Core services (CERN) report:

  • SRM intervention went according to schedule. Forgot to put LHCb endpoint in downtime in GOCDB. Intervention went smoothly and services back at 11:00. For services at CERN, working on latest glite release.

  • FTS service - made necessary h/w moves so servers in warranty.

DB services (CERN) report:

  • Ongoing intervention on ATLAS on and offline clusters for rolling upgrade of kernel RH4 update 7. Ongoing intervention at CNAF to 10.2.0.4 and firmware upgrade for storage at BNL. Tomorrow CNAF at FTS/LFC to 10.2.0.4. Also LHCb rolling upgrade of kernel tomorrow 08:30 - 10:30.

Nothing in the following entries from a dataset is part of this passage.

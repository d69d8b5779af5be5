//! Projecting a gridded tensor onto a [`Table3D`] slice.
//!
//! Two axes (`ix_x`, `ix_y`) become the table's x and y; every other axis is
//! either held at a discrete index, held at a continuous value, or summed.

use tracing::trace;

use tg_core::{errors::Result, Real};

use crate::{interp::InterpScratch, table3d::Table3D, tensor_grid::GriddedTensor};

fn name_or<'a>(name: &'a str, fallback: &'a str) -> &'a str {
    if name.is_empty() {
        fallback
    } else {
        name
    }
}

impl GriddedTensor {
    fn check_xy(&self, ix_x: usize, ix_y: usize, op: &str) -> Result<()> {
        tg_core::ensure_arg!(
            ix_x < self.rank() && ix_y < self.rank() && ix_x != ix_y,
            "x axis {ix_x} and y axis {ix_y} must be distinct and below rank {} in {op}()",
            self.rank()
        );
        Ok(())
    }

    fn check_table_size(&self, ix_x: usize, ix_y: usize, tab: &Table3D, op: &str) -> Result<()> {
        let (nx, ny) = tab.size();
        tg_core::ensure_arg!(
            nx == self.size(ix_x) && ny == self.size(ix_y),
            "table is {nx}×{ny} but axes {ix_x} and {ix_y} have sizes {}×{} in {op}()",
            self.size(ix_x),
            self.size(ix_y)
        );
        Ok(())
    }

    /// Give an empty table the grids of axes `ix_x` and `ix_y`.
    fn propagate_xy(
        &self,
        ix_x: usize,
        ix_y: usize,
        tab: &mut Table3D,
        x_name: &str,
        y_name: &str,
    ) -> Result<()> {
        if tab.size() == (0, 0) {
            tab.set_xy(
                name_or(x_name, "x"),
                self.grid_axis(ix_x)?,
                name_or(y_name, "y"),
                self.grid_axis(ix_y)?,
            )?;
        }
        Ok(())
    }

    /// Copy the `(ix_x, ix_y)` plane at the discrete position `index` into
    /// slice `slice` of a table of matching shape.
    ///
    /// Entries of `index` for the two free axes are ignored.
    pub fn copy_table3d_align(
        &self,
        ix_x: usize,
        ix_y: usize,
        index: &[usize],
        tab: &mut Table3D,
        slice: &str,
    ) -> Result<()> {
        const OP: &str = "copy_table3d_align";
        self.check_xy(ix_x, ix_y, OP)?;
        tg_core::ensure_arg!(
            index.len() == self.rank(),
            "index has {} entries but the tensor has rank {} in {OP}()",
            index.len(),
            self.rank()
        );
        self.check_table_size(ix_x, ix_y, tab, OP)?;
        let k = tab.ensure_slice(slice)?;
        let (nx, ny) = tab.size();
        let mut ix = index.to_vec();
        let mut values = Vec::with_capacity(nx * ny);
        for i in 0..nx {
            for j in 0..ny {
                ix[ix_x] = i;
                ix[ix_y] = j;
                values.push(self.get(&ix)?);
            }
        }
        tab.slice_mut_at(k).copy_from_slice(&values);
        Ok(())
    }

    /// As [`copy_table3d_align`](Self::copy_table3d_align), first giving an
    /// empty table the tensor's grids on the two free axes.
    #[allow(clippy::too_many_arguments)]
    pub fn copy_table3d_align_setxy(
        &self,
        ix_x: usize,
        ix_y: usize,
        index: &[usize],
        tab: &mut Table3D,
        x_name: &str,
        y_name: &str,
        slice: &str,
    ) -> Result<()> {
        self.check_xy(ix_x, ix_y, "copy_table3d_align_setxy")?;
        self.propagate_xy(ix_x, ix_y, tab, x_name, y_name)?;
        self.copy_table3d_align(ix_x, ix_y, index, tab, slice)
    }

    /// Fill slice `slice` by multilinear interpolation at the table's grid,
    /// holding the other axes at the grid coordinates selected by `index`.
    ///
    /// A table without a grid receives the tensor's grids on the two free
    /// axes (named `x` and `y`) and is filled by the aligned copy instead.
    pub fn copy_table3d_interp(
        &self,
        ix_x: usize,
        ix_y: usize,
        index: &[usize],
        tab: &mut Table3D,
        slice: &str,
    ) -> Result<()> {
        const OP: &str = "copy_table3d_interp";
        self.check_xy(ix_x, ix_y, OP)?;
        if tab.size() == (0, 0) {
            return self.copy_table3d_align_setxy(ix_x, ix_y, index, tab, "", "", slice);
        }
        tg_core::ensure_arg!(
            index.len() == self.rank(),
            "index has {} entries but the tensor has rank {} in {OP}()",
            index.len(),
            self.rank()
        );
        let mut values = vec![0.0; self.rank()];
        for (axis, v) in values.iter_mut().enumerate() {
            if axis != ix_x && axis != ix_y {
                *v = self.get_grid(axis, index[axis])?;
            }
        }
        self.fill_interp(ix_x, ix_y, &values, tab, slice)
    }

    /// Fill slice `slice` by multilinear interpolation at the table's grid,
    /// holding the other axes at the continuous coordinates in `values`.
    ///
    /// `values` has one entry per axis; entries for the free axes are
    /// ignored. The table grid must be set.
    pub fn copy_table3d_interp_values(
        &self,
        ix_x: usize,
        ix_y: usize,
        values: &[Real],
        tab: &mut Table3D,
        slice: &str,
    ) -> Result<()> {
        const OP: &str = "copy_table3d_interp_values";
        self.check_xy(ix_x, ix_y, OP)?;
        tg_core::ensure_arg!(
            values.len() == self.rank(),
            "{} values supplied for a rank {} tensor in {OP}()",
            values.len(),
            self.rank()
        );
        tg_core::ensure!(tab.is_xy_set(), "table grid not set in {OP}()");
        self.fill_interp(ix_x, ix_y, values, tab, slice)
    }

    /// As [`copy_table3d_interp_values`](Self::copy_table3d_interp_values),
    /// first giving an empty table the tensor's grids on the two free axes.
    #[allow(clippy::too_many_arguments)]
    pub fn copy_table3d_interp_values_setxy(
        &self,
        ix_x: usize,
        ix_y: usize,
        values: &[Real],
        tab: &mut Table3D,
        x_name: &str,
        y_name: &str,
        slice: &str,
    ) -> Result<()> {
        self.check_xy(ix_x, ix_y, "copy_table3d_interp_values_setxy")?;
        self.propagate_xy(ix_x, ix_y, tab, x_name, y_name)?;
        self.copy_table3d_interp_values(ix_x, ix_y, values, tab, slice)
    }

    fn fill_interp(
        &self,
        ix_x: usize,
        ix_y: usize,
        values: &[Real],
        tab: &mut Table3D,
        slice: &str,
    ) -> Result<()> {
        let k = tab.ensure_slice(slice)?;
        let (nx, ny) = tab.size();
        let mut point = values.to_vec();
        let mut scratch = InterpScratch::new();
        let mut out = Vec::with_capacity(nx * ny);
        for i in 0..nx {
            point[ix_x] = tab.grid_x(i)?;
            for j in 0..ny {
                point[ix_y] = tab.grid_y(j)?;
                let v = self.interp_linear_with(&point, &mut scratch)?;
                trace!(i, j, slice, ?point, value = v, "interpolated table cell");
                out.push(v);
            }
        }
        tab.slice_mut_at(k).copy_from_slice(&out);
        Ok(())
    }

    /// Sum over every axis except `ix_x` and `ix_y` into slice `slice`.
    ///
    /// An empty table receives the tensor's grids on the two free axes;
    /// otherwise its shape must match.
    pub fn convert_table3d_sum(
        &self,
        ix_x: usize,
        ix_y: usize,
        tab: &mut Table3D,
        x_name: &str,
        y_name: &str,
        slice: &str,
    ) -> Result<()> {
        const OP: &str = "convert_table3d_sum";
        self.check_xy(ix_x, ix_y, OP)?;
        self.propagate_xy(ix_x, ix_y, tab, x_name, y_name)?;
        self.check_table_size(ix_x, ix_y, tab, OP)?;
        tab.set_slice_all(slice, 0.0)?;
        let k = tab.ensure_slice(slice)?;
        let (_, ny) = tab.size();
        let out = tab.slice_mut_at(k);
        let mut ix = vec![0; self.rank()];
        for (n, &v) in self.data().iter().enumerate() {
            self.unpack_index(n, &mut ix);
            out[ix[ix_x] * ny + ix[ix_y]] += v;
        }
        Ok(())
    }
}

Monitoring / dashboard report:

  • Need to investigate further problems reported by ATLAS.

Release update:

AOB:

Thursday

Attendance: local(Harry, Jamie, Jean-Philippe, Ignacio, Julia, Simone);remote(Daniele, Michael, Yannick/Strasburg, Joel, Michel).

elog review:

Experiments round table:

  • CMS - elog entry summarizing activity over last 24h https://prod-grid-logger.cern.ch/elog/CCRC%2708+Logbook/456. Mid-week exercise starting ~last call. Transfer FNAL/CNAF (custodial). Transfer rates initially low, some errors to FNAL being investigated, related to stuck process? Not such a prompt migration to tapes at CERN but should now be digested. 1GB/s network peak at CERN yesterday then going down, 100MB/s out of CERN. CMS CAF2 - 1 node down, Peter Kreuzer following up. Some transfer errors, some file exist errors (CAF) fixed already. T1 workflows: FZK has some analysis tests that are not ok. Job robot not running at RAL - data operation action pending. T2 workflows, Belgium, Beijing, Korea etc some transfers failing, job robot problems etc, Following up case by case. Julia - elogger - discussed again with James. This will be setup. To whom should configuration questions be setup? Contact Daniele.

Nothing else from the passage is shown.